Immediately after their short phone call, Grable grabbed the phone and chucked it into a nearby lake. The phone was never traced to a specific location, authorities didn’t find the threat credible, school wasn’t cancelled, and Xavier felt shortchanged. Why hadn’t the Oshkosh Area School District dispensed with instructional hours? Where was the warning for kids to stay home?
So Grable dared Xavier to call in again, and Xavier accepted, two days later. He practiced his deep throaty voice, eager to be taken seriously in a world of men. The stooges used their smart phones to video-record Xavier’s efforts. He was auditioning for the role of Terrorist Bomber.
'You guys think we’re fucking stupid, but I've been watching,” he said in their second call to the 9-1-1 dispatcher. “Tomorrow is when North and West are going to get shot up.” Pleased with his performance, Xavier snapped the phone in half and shoved it into a snow bank, but apparently not deep enough, as Waupaca County police traced the phone back to Grable and ultimately arrested all three stooges.
Ryan attempted to mitigate the punishment Grable would face for his 21st-century hooliganism. However, the district attorney and judge agreed that a substantial amount of jail-time was necessary for sending a clear message to other community punks. Seinfeld may be a classic, but real terrorist bombers can’t be placated by fitted ball caps with a Yankee logo.
Ryan’s client was sentenced to six months in the Winnebago County Jail with an additional two years of probation.
Even when we try not to wax nostalgic about our ‘80s and ‘90s childhoods, doing so helps us come to grips. I wondered this morning, did angry, disgruntled, or deranged gunmen shoot up schools when I was a kid, or did my school secretary, teased hair plaited with Aqua Net, ever find herself on the receiving end of a menacing phone call?
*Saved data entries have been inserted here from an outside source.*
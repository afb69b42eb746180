//! Tests for state document normalization and atomic persistence.

use camino::Utf8PathBuf;
use rstest::rstest;
use serde_json::{Value, json};
use tempfile::TempDir;

use super::*;

fn store_in(dir: &TempDir) -> StateStore {
    let path = dir.path().join("state.json");
    let utf8 = Utf8PathBuf::from_path_buf(path)
        .unwrap_or_else(|path| panic!("temp dir is not UTF-8: {}", path.display()));
    StateStore::new(utf8)
}

fn write_state(store: &StateStore, contents: &str) {
    std::fs::write(store.path(), contents)
        .unwrap_or_else(|err| panic!("failed to seed state file: {err}"));
}

fn load(store: &StateStore) -> StateDocument {
    store
        .load()
        .unwrap_or_else(|err| panic!("load failed: {err}"))
}

fn save(store: &StateStore, document: &mut StateDocument) {
    store
        .save(document)
        .unwrap_or_else(|err| panic!("save failed: {err}"));
}

#[test]
fn missing_file_yields_fresh_defaults() {
    let dir = TempDir::new().unwrap_or_else(|err| panic!("tempdir: {err}"));
    let store = store_in(&dir);

    let document = load(&store);

    assert_eq!(document.version, STATE_SCHEMA_VERSION);
    assert!(document.sessions.is_empty());
    assert!(document.templates.is_empty());
    assert_eq!(document.config_str("ssh_user"), Some("root"));
    assert_eq!(document.config_i64("timeout_seconds"), Some(600));
}

#[test]
fn normalize_fills_missing_keys_and_is_idempotent() {
    let mut document = StateDocument {
        config: json!({"region_id": "eu-central-1", "custom_key": 7})
            .as_object()
            .cloned()
            .unwrap_or_default(),
        ..StateDocument::new()
    };

    document.normalize();
    let once = document.clone();
    document.normalize();

    assert_eq!(document, once);
    assert_eq!(document.config_str("region_id"), Some("eu-central-1"));
    assert_eq!(document.config_i64("custom_key"), Some(7));
    for key in known_config_keys() {
        assert!(document.config.contains_key(&key), "missing key {key}");
    }
}

#[test]
fn save_then_load_round_trips_sessions_and_templates() {
    let dir = TempDir::new().unwrap_or_else(|err| panic!("tempdir: {err}"));
    let store = store_in(&dir);

    let mut document = StateDocument::new();
    document.sessions.insert(
        String::from("dev"),
        SessionRecord {
            name: String::from("dev"),
            region_id: String::from("eu-central-1"),
            instance_id: String::from("i-abc123"),
            status: String::from(status::RUNNING),
            public_ip: Some(String::from("203.0.113.9")),
            ..SessionRecord::default()
        },
    );
    document.templates.insert(
        String::from("gpu"),
        Template {
            name: String::from("gpu"),
            description: String::from("big box"),
            ..Template::default()
        },
    );
    save(&store, &mut document);

    let reloaded = load(&store);
    assert_eq!(reloaded.sessions, document.sessions);
    assert_eq!(reloaded.templates, document.templates);
    assert!(reloaded.updated_at.is_some());
}

#[rstest]
#[case::invalid_json("{not json")]
#[case::config_is_array(r#"{"version": 1, "config": []}"#)]
#[case::sessions_is_string(r#"{"version": 1, "sessions": "nope"}"#)]
fn malformed_state_is_rejected_with_path(#[case] contents: &str) {
    let dir = TempDir::new().unwrap_or_else(|err| panic!("tempdir: {err}"));
    let store = store_in(&dir);
    write_state(&store, contents);

    let err = store.load().err().map(|err| err.to_string());
    let message = err.unwrap_or_else(|| panic!("expected a corrupt-state error"));
    assert!(message.contains("corrupted"), "unexpected error: {message}");
    assert!(
        message.contains(store.path().as_str()),
        "error should name the file: {message}"
    );
}

#[test]
fn unknown_top_level_keys_survive_a_save_cycle() {
    let dir = TempDir::new().unwrap_or_else(|err| panic!("tempdir: {err}"));
    let store = store_in(&dir);
    write_state(
        &store,
        r#"{"version": 1, "config": {}, "sessions": {}, "templates": {}, "notes": ["keep me"]}"#,
    );

    let mut document = load(&store);
    save(&store, &mut document);

    let reloaded = load(&store);
    assert_eq!(reloaded.extra.get("notes"), Some(&json!(["keep me"])));
}

#[test]
fn rendered_file_has_sorted_keys_and_trailing_newline() {
    let dir = TempDir::new().unwrap_or_else(|err| panic!("tempdir: {err}"));
    let store = store_in(&dir);

    let mut document = StateDocument::new();
    save(&store, &mut document);

    let text = std::fs::read_to_string(store.path())
        .unwrap_or_else(|err| panic!("read back failed: {err}"));
    assert!(text.ends_with('\n'), "missing trailing newline");
    let config_at = text.find("\"config\"");
    let sessions_at = text.find("\"sessions\"");
    let version_at = text.find("\"version\"");
    assert!(config_at < sessions_at, "keys not sorted");
    assert!(sessions_at < version_at, "keys not sorted");
}

#[test]
fn save_leaves_no_temp_files_behind() {
    let dir = TempDir::new().unwrap_or_else(|err| panic!("tempdir: {err}"));
    let store = store_in(&dir);

    let mut document = StateDocument::new();
    save(&store, &mut document);
    save(&store, &mut document);

    let entries: Vec<String> = std::fs::read_dir(dir.path())
        .unwrap_or_else(|err| panic!("read_dir: {err}"))
        .filter_map(Result::ok)
        .map(|entry| entry.file_name().to_string_lossy().into_owned())
        .collect();
    assert_eq!(entries, vec![String::from("state.json")]);
}

#[test]
fn failed_save_leaves_the_previous_document_intact() {
    let dir = TempDir::new().unwrap_or_else(|err| panic!("tempdir: {err}"));
    // The temp name appends a dot, a 32-char uuid, and `.tmp`; a target
    // name this close to NAME_MAX makes the temp write fail while the
    // target name itself stays legal.
    let long_name = format!("{}.json", "s".repeat(245));
    let path = dir.path().join(long_name);
    let utf8 = Utf8PathBuf::from_path_buf(path)
        .unwrap_or_else(|path| panic!("temp dir is not UTF-8: {}", path.display()));
    let store = StateStore::new(utf8);
    write_state(
        &store,
        r#"{"version": 1, "config": {"region_id": "eu-central-1"}, "sessions": {}, "templates": {}}"#,
    );
    let before = std::fs::read_to_string(store.path())
        .unwrap_or_else(|err| panic!("read failed: {err}"));

    let mut document = load(&store);
    document
        .config
        .insert(String::from("ssh_user"), json!("admin"));
    assert!(store.save(&mut document).is_err());

    let after = std::fs::read_to_string(store.path())
        .unwrap_or_else(|err| panic!("read failed: {err}"));
    assert_eq!(after, before, "failed save must not touch the target");
}

#[test]
fn missing_since_is_absent_from_json_when_unset() {
    let record = SessionRecord {
        name: String::from("dev"),
        ..SessionRecord::default()
    };
    let value = serde_json::to_value(&record)
        .unwrap_or_else(|err| panic!("serialize failed: {err}"));
    let object = value
        .as_object()
        .unwrap_or_else(|| panic!("record did not serialize to an object"));
    assert!(!object.contains_key("missing_since"));
    assert!(!object.contains_key("imported_at"));
    assert!(object.contains_key("status"));
}

#[test]
fn partial_session_records_deserialize_with_defaults() {
    let record: SessionRecord =
        serde_json::from_value(json!({"instance_id": "i-xyz", "region_id": "eu-central-1"}))
            .unwrap_or_else(|err| panic!("deserialize failed: {err}"));
    assert_eq!(record.instance_ref(), Some(("eu-central-1", "i-xyz")));
    assert_eq!(record.status, "");
    assert!(record.missing_since.is_none());
}

#[test]
fn instance_ref_requires_region_and_instance() {
    let record = SessionRecord {
        instance_id: String::from("i-xyz"),
        ..SessionRecord::default()
    };
    assert_eq!(record.instance_ref(), None);
}

#[test]
fn resolve_prefers_explicit_path_and_expands_tilde() {
    let store = StateStore::resolve(Some(Utf8PathBuf::from("/tmp/custom.json")))
        .unwrap_or_else(|err| panic!("resolve failed: {err}"));
    assert_eq!(store.path(), Utf8Path::new("/tmp/custom.json"));
}

#[test]
fn config_value_accessors_trim_and_filter_empty() {
    let mut document = StateDocument::new();
    document
        .config
        .insert(String::from("region_id"), Value::String(String::from("  ")));
    assert_eq!(document.config_str("region_id"), None);
    assert!(document.config_bool("auto_allocate_public_ip", false));
}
Wikipedia, that gift of modern nutshells, provides “A List of School Shootings in America.” You can chart the violence as far back as 1764. In 1840, in Charlottesville, VA, a student shot his law professor, and from there, the list ticks forward in bloody chronological order like a long receipt unfurling from history's register. The year I was born, 1978, a grandmother shot a school custodian in retribution for having spanked her grandson. That’s a story I’d like to learn more about.
Setting aside the Internet and social media, cell phones, and every other advent in technology, one of the biggest differences today is that kids can’t afford to be punks. We urge our children to go outside and play more, as we did in the ‘80s and ‘90s, but we also tell them, every antic will land them in real trouble.
Ruffians and terrorists are the same thing in 2017, having merged inside nearly every frame of reference. We’re afraid all the time – for our children, our schools, their safe return at the end of the day. We punish everything that frightens us.
When I grew up, in the same neighborhood where I live now, a group of boys were always playing pranks. They would appear in masks at my window, late at night, wielding flashlights and pocket knives – just to see the freaked-out expression on my face. I was scared in the moment, but exhilarated afterward, because back then – when we were all young (wax nostalgic, ad infinitum) – fear was something we still believed we might contain.